In this course, students will study environmental policy instruments and discuss their strengths and shortcomings, with the goal of developing the ability to apply and assess them to address practical sustainability problems.
On completion of the course students should be able to:
• Assess how sustainability challenges can be addressed through a range of public policy instruments (taxes, subsidies, pollution permit markets, voluntary measures, etc.).
• Understand and discuss the economic principles behind these policies.
• Engage with debates about the practical strengths and weaknesses of major types of environmental policies.
• Analyse the appropriateness of specific policy instruments for a given case study and pre-empt main implementation issues.

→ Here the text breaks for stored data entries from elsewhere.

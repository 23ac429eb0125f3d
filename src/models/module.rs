use chrono::{DateTime, Utc};
use serde::Serialize;
use utoipa::ToSchema;

/// The mirror row tracked in the relational store for each module. This is
/// a reporting convenience only; `module.json` descriptors are the
/// authoritative source of module state.
#[derive(Debug, Clone, Serialize, ToSchema)]
pub struct ModuleRecord {
    pub name: String,
    pub active: bool,
    pub version: String,
    pub updated_at: DateTime<Utc>,
}

/// Outcome of a module lifecycle command. Unlike authorization denials,
/// these are admin-only operations, so the failure reason is surfaced
/// verbatim to aid operational debugging.
#[derive(Debug, Serialize, ToSchema)]
pub struct LifecycleResponse {
    pub success: bool,
    pub message: String,
}

impl LifecycleResponse {
    pub fn ok(message: impl Into<String>) -> Self {
        Self {
            success: true,
            message: message.into(),
        }
    }

    pub fn err(message: impl Into<String>) -> Self {
        Self {
            success: false,
            message: message.into(),
        }
    }
}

• Recognise and apply a range of theoretical frameworks to conceptualise the relation between the larger economy, society and the environment
Environmental and sustainability policy instruments are the different strategies that governments and the public sector can employ in order to achieve socially desirable sustainability goals. These instruments include taxes and subsidies (such as pollution taxes in urban centres or subsidies for renewable energy), tradable pollution permits (like carbon markets), and market-based instruments (e.g., payments for ecosystem services).
Students will learn the economic-theoretical foundations for each of these policy instruments. These foundations include the assumptions or conditions under which they perform adequately, as well as their limitations. With a robust understanding of these instruments, students will be able to analyse and assess which instruments may be more suitable for specific policy circumstances and be able to make recommendations for a given practical case.
The course covers more innovative policy approaches such as voluntary environmental measures, and introduces sustainability management strategies in the private sector (business). It concludes with a view of key macro-scale concepts and models for sustainability policy at the interface between the economy, society and the environment.